Kam es bei den Westgrönländern zwischen Angehörigen eines Winterlagers zu ernsthaften Konflikten, dann packte für gewöhnlich die Familie eines der Beteiligten seine Sachen und fuhr — ohne irgendwelche Emotionen zu zeigen — in eine andere Gegend. Gerieten indessen Leute, die in verschiedenen Winterlagern lebten, aneinander, verfuhr man normalerweise anders. Die beiden Kontrahenten trafen sich nämlich zu einem »Singwettstreit«, dessen Ablauf streng geregelt war. Die betreffenden Männer durften sich zwar in gebundener Form gegenseitig die schlimmsten Gemeinheiten an den Kopf werfen — bei den Keewatin etwa, daß der andere ein schlechter Jäger sei, der zudem seine Beute nicht teile, oder daß er einen kleinen Penis habe und deshalb seine Frau nicht befriedigen könne — aber sie mußten dabei lächeln, und der »Besungene« saß mucksmäuschenstill da und tat so, als ob ihn die ganze Sache nicht im mindesten berühre.

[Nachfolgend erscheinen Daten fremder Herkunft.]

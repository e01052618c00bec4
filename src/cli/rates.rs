//! Command line interface for tabulating energy loss and interaction rates.

use super::{propagate::construct_cosmology_config_from_options, utils};
use crate::{
    cosmology::Cosmology,
    exit_on_error, exit_on_false,
    interactions::{cross_section::CrossSection, PhotoPionConfig, PhotoPionProduction},
    io::utils as io_utils,
    losses::{
        pair_production::{PairProductionConfig, PairProductionLosses},
        ContinuousLoss,
    },
    math::log_space,
    particle::Pid,
    units::U_MPC,
};
use clap::{Arg, ArgMatches, Command};
use std::io::{self, Write};

/// Creates a subcommand for tabulating rates versus Lorentz factor.
pub fn create_rates_subcommand() -> Command<'static> {
    let command = Command::new("rates")
        .about("Tabulate energy loss and interaction rates versus Lorentz factor")
        .long_about(
            "Tabulate energy loss and interaction rates versus Lorentz factor.\n\
             Columns: Lorentz factor, pair production loss rate [1/s], adiabatic loss\n\
             rate [1/s], photo-pion production rate [1/s], interaction length [Mpc].",
        )
        .arg(
            Arg::new("output-file")
                .value_name("OUTPUT_FILE")
                .help("Path of the file where the table should be written")
                .required(true)
                .takes_value(true),
        )
        .arg(
            Arg::new("species")
                .long("species")
                .require_equals(true)
                .value_name("NAME")
                .help("Species to compute rates for, as a name or PDG code")
                .takes_value(true)
                .default_value("proton"),
        )
        .arg(
            Arg::new("redshift")
                .long("redshift")
                .require_equals(true)
                .value_name("VALUE")
                .help("Redshift to compute rates at")
                .takes_value(true)
                .default_value("0"),
        )
        .arg(
            Arg::new("lorentz-factor-range")
                .long("lorentz-factor-range")
                .require_equals(true)
                .use_value_delimiter(true)
                .require_value_delimiter(true)
                .value_names(&["MIN", "MAX"])
                .help("Range of Lorentz factors [default: 1e8,1e13]")
                .takes_value(true)
                .number_of_values(2),
        )
        .arg(
            Arg::new("n-points")
                .long("n-points")
                .require_equals(true)
                .value_name("NUMBER")
                .help("Number of Lorentz factors in the table")
                .takes_value(true)
                .default_value("100"),
        )
        .arg(utils::create_photon_fields_arg(
            "loss-fields",
            "Photon fields causing pair production losses\n\
             (cmb, ebl or path to table file) [default: cmb,ebl]",
        ))
        .arg(utils::create_photon_fields_arg(
            "interaction-fields",
            "Photon fields causing photo-pion production\n\
             (cmb, ebl or path to table file) [default: cmb]",
        ))
        .arg(
            Arg::new("hubble-constant")
                .long("hubble-constant")
                .require_equals(true)
                .value_name("VALUE")
                .help("Hubble constant [km/s/Mpc] [default: 67.4]")
                .takes_value(true),
        )
        .arg(
            Arg::new("omega-matter")
                .long("omega-matter")
                .require_equals(true)
                .value_name("VALUE")
                .help("Matter density parameter [default: 0.315]")
                .takes_value(true),
        )
        .arg(
            Arg::new("omega-lambda")
                .long("omega-lambda")
                .require_equals(true)
                .value_name("VALUE")
                .help("Dark energy density parameter [default: 0.685]")
                .takes_value(true),
        );
    utils::add_verbosity_args(command, false)
}

/// Runs the actions for the `rates` subcommand using the given arguments.
pub fn run_rates_subcommand(arguments: &ArgMatches) {
    let output_file_path: String =
        utils::get_value_from_required_parseable_argument(arguments, "output-file");
    let pid: Pid = utils::get_value_from_required_parseable_argument(arguments, "species");
    let redshift: f64 = utils::get_value_from_required_parseable_argument(arguments, "redshift");
    exit_on_false!(
        redshift >= 0.0,
        "Error: Redshift must be larger than or equal to zero"
    );
    let (min_lorentz_factor, max_lorentz_factor) =
        utils::parse_limits(arguments, "lorentz-factor-range", (1e8, 1e13));
    let n_points: usize = utils::get_value_from_required_parseable_argument(arguments, "n-points");
    let verbosity = utils::parse_verbosity(arguments, false);

    let cosmology = Cosmology::new(construct_cosmology_config_from_options(arguments));
    let pair_production = ContinuousLoss::PairProduction(PairProductionLosses::new(
        PairProductionConfig::default(),
        utils::get_photon_fields_from_argument(arguments, "loss-fields", &["cmb", "ebl"]),
    ));
    let adiabatic = ContinuousLoss::Adiabatic(cosmology);
    let interactions = PhotoPionProduction::new(
        PhotoPionConfig::default(),
        CrossSection::AtoyanDermer,
        utils::get_photon_fields_from_argument(arguments, "interaction-fields", &["cmb"]),
    );

    if verbosity.print_messages() {
        println!(
            "Writing rates for {} at redshift {} to {}",
            pid, redshift, output_file_path
        );
    }

    let lorentz_factors = log_space(min_lorentz_factor, max_lorentz_factor, n_points);
    exit_on_error!(
        write_rate_table(
            &output_file_path,
            pid,
            redshift,
            &lorentz_factors,
            &[pair_production, adiabatic],
            &interactions
        ),
        "Error: Could not write rate table: {}"
    );
}

fn write_rate_table(
    output_file_path: &str,
    pid: Pid,
    redshift: f64,
    lorentz_factors: &[f64],
    losses: &[ContinuousLoss],
    interactions: &PhotoPionProduction,
) -> io::Result<()> {
    let mut writer = io_utils::create_file_and_map_err(output_file_path)?;
    write!(writer, "# Lorentz factor")?;
    for loss in losses {
        write!(writer, " - {} [1/s]", loss.name())?;
    }
    writeln!(writer, " - photo-pion rate [1/s] - interaction length [Mpc]")?;

    for &lorentz_factor in lorentz_factors {
        write!(writer, "{:e}", lorentz_factor)?;
        for loss in losses {
            write!(
                writer,
                " {:e}",
                loss.dln_gamma_dt(pid, lorentz_factor, redshift)
            )?;
        }
        writeln!(
            writer,
            " {:e} {:e}",
            interactions.rate(pid, lorentz_factor, redshift),
            interactions.interaction_length(pid, lorentz_factor, redshift) / U_MPC
        )?;
    }
    writer.flush()
}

In Wirklichkeit bohrten sich freilich die Worte des »Singenden« nicht selten wie Holzsplitter in das gegnerische Fleisch:
»Jetzt werde ich Worte abspalten — kleine Worte, spitz wie die Holzsplitter, die ich mit meiner Axt abhacke; ein Lied aus alten Zeiten — ein Hauch der Ahnen.«
[...]
In Westgrönland sollte der »Singwettstreit« zwischen den Gegnern eine »Scherzbeziehung« herstellen. Doch manchmal klappte das nicht so ganz. Wenn nämlich einer der Beteiligten vor den anderen oder vor sich selber allzusehr das Gesicht verlor, zog er nicht selten anschließend mit seiner Familie in eine andere Gegend und kehrte nie mehr zurück. In ganz schlimmen Fällen ging er — um seinen Gegner zu beschämen und in ihm Schuldgefühle hervorzurufen — in die Wildnis, um dort jahrelang als Einsiedler (qivittoq) zu leben, oder er wählte gar die extremste Form des Rückzugs, den Selbstmord.
Dürr, Intimität II, 358 ff.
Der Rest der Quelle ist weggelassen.